Top of Source information

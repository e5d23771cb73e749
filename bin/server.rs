// Earnings Dashboard - Web Server
// JSON API + static page over the same render pass as the TUI

use anyhow::{Context, Result};
use clap::Parser;
use earnings_dashboard::{api, Config, DashboardService, SourceConfig};
use std::path::PathBuf;
use std::sync::Arc;
use tracing::info;
use tracing_subscriber::{layer::SubscriberExt, util::SubscriberInitExt};

#[derive(Parser, Debug)]
#[command(name = "earnings-server")]
#[command(about = "Web dashboard for semi-monthly earnings")]
#[command(version)]
struct Args {
    /// Config file (TOML)
    #[arg(short, long, env = "EARNINGS_CONFIG")]
    config: Option<PathBuf>,

    /// Read rows from this CSV export instead of the configured source
    #[arg(long)]
    csv: Option<PathBuf>,

    /// Address to listen on (overrides [server].bind_addr)
    #[arg(short, long, env = "EARNINGS_BIND_ADDR")]
    bind: Option<String>,
}

#[tokio::main]
async fn main() -> Result<()> {
    tracing_subscriber::registry()
        .with(
            tracing_subscriber::EnvFilter::try_from_default_env()
                .unwrap_or_else(|_| "earnings_dashboard=info,tower_http=info".into()),
        )
        .with(tracing_subscriber::fmt::layer())
        .init();

    let args = Args::parse();

    let mut config =
        Config::discover(args.config.as_deref()).context("Failed to load configuration")?;
    if let Some(path) = args.csv {
        config.source = SourceConfig::Csv { path };
    }
    let addr = args.bind.unwrap_or_else(|| config.server.bind_addr.clone());

    let service = DashboardService::from_config(&config).context("Invalid configuration")?;
    let app = api::router(Arc::new(service));

    let listener = tokio::net::TcpListener::bind(&addr)
        .await
        .with_context(|| format!("Failed to bind to {}", addr))?;

    info!("🚀 Server running on http://{}", addr);
    info!("   API: http://{}/api/dashboard", addr);

    axum::serve(listener, app).await.context("Server error")?;
    Ok(())
}
use anyhow::Result;
use chrono::{DateTime, Local};
use crossterm::{
    event::{self, Event, KeyCode, KeyEventKind},
    execute,
    terminal::{disable_raw_mode, enable_raw_mode, EnterAlternateScreen, LeaveAlternateScreen},
};
use earnings_dashboard::{DashboardService, DashboardStatus, DashboardView, DisplayTable, YearMonth};
use ratatui::{
    backend::CrosstermBackend,
    layout::{Constraint, Direction, Layout, Rect},
    style::{Color, Modifier, Style},
    text::{Line, Span},
    widgets::{Block, Borders, Cell, Paragraph, Row, Table, TableState, Wrap},
    Frame, Terminal,
};
use std::io;

const PAGE_JUMP: usize = 20;

#[derive(Debug, Clone, Copy, PartialEq, Eq)]
pub enum Page {
    Earnings,
    Rejected,
}

impl Page {
    pub fn next(&self) -> Self {
        match self {
            Page::Earnings => Page::Rejected,
            Page::Rejected => Page::Earnings,
        }
    }

    pub fn previous(&self) -> Self {
        // Two pages: same as next
        self.next()
    }

    pub fn title(&self) -> &str {
        match self {
            Page::Earnings => "Earnings",
            Page::Rejected => "Rejected Rows",
        }
    }
}

/// Result of the latest render pass. A failed pass shows only the error.
pub enum PassOutcome {
    Loaded(DashboardView),
    Failed(String),
}

pub struct App<'a> {
    service: &'a DashboardService,
    pub outcome: PassOutcome,
    pub requested: Option<YearMonth>,
    pub current_page: Page,
    pub state: TableState,
    pub rejected_state: TableState,
    pub refreshed_at: DateTime<Local>,
}
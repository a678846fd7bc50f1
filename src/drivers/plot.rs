use std::sync::Arc;

use crate::config::PlotConfig;
use crate::drivers::render::wrapping_columns;
use crate::drivers::{
    Bar, Bounds, Channel, Compressor, CursorSnapshot, DisplaySink, DrawSpan, GridStyle,
    RedrawMode, RenderMapper, Rgb565, Scale, ScaleController, ScaleDecision,
};

/// What one render pass did.
#[derive(Clone, Copy, Debug, PartialEq, Eq)]
pub struct RenderReport {
    pub mode: RedrawMode,
    pub decision: ScaleDecision,
    pub scale: Scale,
    /// Columns repainted.
    pub columns: usize,
    /// Column holding the write cursor after this pass.
    pub cursor_column: usize,
}

/// A sweeping trace of one channel inside a widget rectangle.
///
/// The whole ring is laid out across the widget by slot, so the write cursor
/// sweeps left to right and each tick only the columns it crossed need to be
/// repainted. The plot reads the channel but never resets or frees it.
pub struct PlotView {
    channel: Arc<Channel>,
    scale: ScaleController,
    compressor: Compressor,
    mapper: RenderMapper,
    bars: Vec<Option<Bar>>,
    scratch: Vec<i16>,
    spans: Vec<DrawSpan>,
    last: Option<CursorSnapshot>,
    invalidated: bool,
}

impl PlotView {
    pub fn new(bounds: Bounds, channel: Arc<Channel>, config: &PlotConfig) -> Self {
        let columns = bounds.width();
        let span = channel.capacity();
        Self {
            scale: ScaleController::new(config),
            compressor: Compressor::new(columns, span),
            mapper: RenderMapper::new(
                bounds,
                config.samples_per_mv,
                config.trace_color(),
                config.background_color(),
            )
            .with_grid_style(config.grid_style()),
            bars: vec![None; columns],
            scratch: Vec::with_capacity(span),
            spans: Vec::with_capacity(2 * columns + 1),
            last: None,
            invalidated: true,
            channel,
        }
    }

    pub fn channel(&self) -> &Arc<Channel> {
        &self.channel
    }

    pub fn bounds(&self) -> Bounds {
        self.mapper.bounds()
    }

    pub fn scale(&self) -> Scale {
        self.scale.scale()
    }

    pub fn is_auto_scale(&self) -> bool {
        self.scale.is_auto()
    }

    pub fn color(&self) -> Rgb565 {
        self.mapper.trace()
    }

    /// Bars currently on screen, one per column.
    pub fn bars(&self) -> &[Option<Bar>] {
        &self.bars
    }

    pub fn set_scale(&mut self, scale: Scale) {
        if self.scale.set_scale(scale) {
            log::debug!("plot {}: scale set to {scale}", self.channel.name());
            self.invalidated = true;
        }
    }

    pub fn set_auto_scale(&mut self, auto: bool) {
        self.scale.set_auto(auto);
    }

    pub fn set_color(&mut self, color: Rgb565, invalidate: bool) {
        self.mapper.set_trace(color);
        if invalidate {
            self.invalidated = true;
        }
    }

    /// Switches the grid and calibration marker; always repaints everything.
    pub fn set_grid(&mut self, grid: Option<GridStyle>) {
        self.mapper.set_grid(grid);
        self.invalidated = true;
    }

    pub fn grid(&self) -> Option<GridStyle> {
        self.mapper.grid()
    }

    pub fn set_background(&mut self, color: Rgb565) {
        self.mapper.set_background(color);
        self.invalidated = true;
    }

    pub fn invalidate(&mut self) {
        self.invalidated = true;
    }

    /// Moves the plot cursor back to the left edge and forgets what is on
    /// screen. Without `invalidate` the old picture stays until overdrawn.
    pub fn reset(&mut self, invalidate: bool) {
        self.bars.fill(None);
        self.last = Some(CursorSnapshot::start(
            self.compressor.span(),
            self.channel.session(),
        ));
        if invalidate {
            self.invalidated = true;
        }
        log::info!(
            "plot {}: cursor reset (invalidate={invalidate})",
            self.channel.name()
        );
    }

    /// One redraw tick. Replaces the contents of `out` with the spans to paint.
    pub fn render(&mut self, out: &mut Vec<DrawSpan>) -> RenderReport {
        out.clear();
        let cursor = self.channel.cursor();
        let baseline = self.channel.baseline();
        let span = self.compressor.span();
        let mut mode = self.plan(cursor);
        let cursor_column = self.compressor.column_of_slot(cursor.write_pos());

        match mode {
            RedrawMode::Full => {
                self.bars.fill(None);
                let first = self.channel.copy_window(cursor, span, &mut self.scratch);
                self.compressor
                    .compress_into(&self.scratch, first, baseline, &mut self.bars);
            }
            RedrawMode::IncrementalFrom(from) => {
                for column in wrapping_columns(from, cursor_column, self.bars.len()) {
                    self.bars[column] = None;
                }
                let first_slot = self.compressor.first_slot_of_column(from);
                let count = (cursor.write_pos() + span - first_slot) % span;
                let first = self.channel.copy_window(cursor, count, &mut self.scratch);
                self.compressor
                    .compress_into(&self.scratch, first, baseline, &mut self.bars);
            }
        }

        let decision = self.scale.evaluate_bars(&self.bars);
        if decision != ScaleDecision::Stay {
            mode = RedrawMode::Full;
        }

        let columns = self
            .mapper
            .map(&self.bars, self.scale.scale(), mode, cursor_column, out);
        self.last = Some(cursor);
        self.invalidated = false;
        log::trace!(
            "plot {}: {mode:?} {columns} columns, cursor column {cursor_column}",
            self.channel.name()
        );
        RenderReport {
            mode,
            decision,
            scale: self.scale.scale(),
            columns,
            cursor_column,
        }
    }

    /// Renders and hands every span to `sink`.
    pub fn draw(&mut self, sink: &mut impl DisplaySink) -> RenderReport {
        let mut spans = std::mem::take(&mut self.spans);
        let report = self.render(&mut spans);
        for span in &spans {
            sink.fill_span(span);
        }
        self.spans = spans;
        report
    }

    fn plan(&self, cursor: CursorSnapshot) -> RedrawMode {
        if self.invalidated {
            return RedrawMode::Full;
        }
        let Some(last) = self.last else {
            return RedrawMode::Full;
        };
        let span = self.compressor.span();
        if span < self.compressor.columns() {
            return RedrawMode::Full;
        }
        if cursor.session() != last.session() || cursor.written() < last.written() {
            log::debug!("plot {}: channel restarted, full redraw", self.channel.name());
            return RedrawMode::Full;
        }
        let from = self.compressor.column_of_slot(last.write_pos());
        let back = last.write_pos() - self.compressor.first_slot_of_column(from);
        let from_written = last.written().saturating_sub(back as u64);
        if cursor.written() - from_written >= span as u64 {
            log::debug!("plot {}: producer lapped the plot, full redraw", self.channel.name());
            return RedrawMode::Full;
        }
        RedrawMode::IncrementalFrom(from)
    }
}
use thiserror::Error;
/// Failures at the crate's edges. The drawing core itself never fails.
#[derive(Debug, Error)]
pub enum PlotError {
    #[error("failed to read configuration: {0}")]
    Io(#[from] std::io::Error),
    #[error("failed to parse configuration: {0}")]
    Parse(#[from] serde_json::Error),
    #[error("invalid configuration: {0}")]
    InvalidConfig(String),
    #[error("snapshot size {width}x{height} is empty")]
    EmptySnapshot { width: u32, height: u32 },
    #[error("failed to render snapshot: {0}")]
    Snapshot(String),
}
impl<E: std::error::Error + Send + Sync + 'static> From<plotters::drawing::DrawingAreaErrorKind<E>>
    for PlotError
{
    fn from(value: plotters::drawing::DrawingAreaErrorKind<E>) -> Self {
        PlotError::Snapshot(format!("{value:?}"))
    }
}
impl From<image::ImageError> for PlotError {
    fn from(value: image::ImageError) -> Self {
        PlotError::Snapshot(value.to_string())
    }
}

Bottom of Source information

What you need to do>
The answer is the lines above between the line holding "tracing_subscriber::EnvFilter::try_from_default_env()" and the line holding "let mut config", inclusive, each written out exactly, and no others.

Solution for this task>
            tracing_subscriber::EnvFilter::try_from_default_env()
                .unwrap_or_else(|_| "earnings_dashboard=info,tower_http=info".into()),
        )
        .with(tracing_subscriber::fmt::layer())
        .init();

    let args = Args::parse();

    let mut config =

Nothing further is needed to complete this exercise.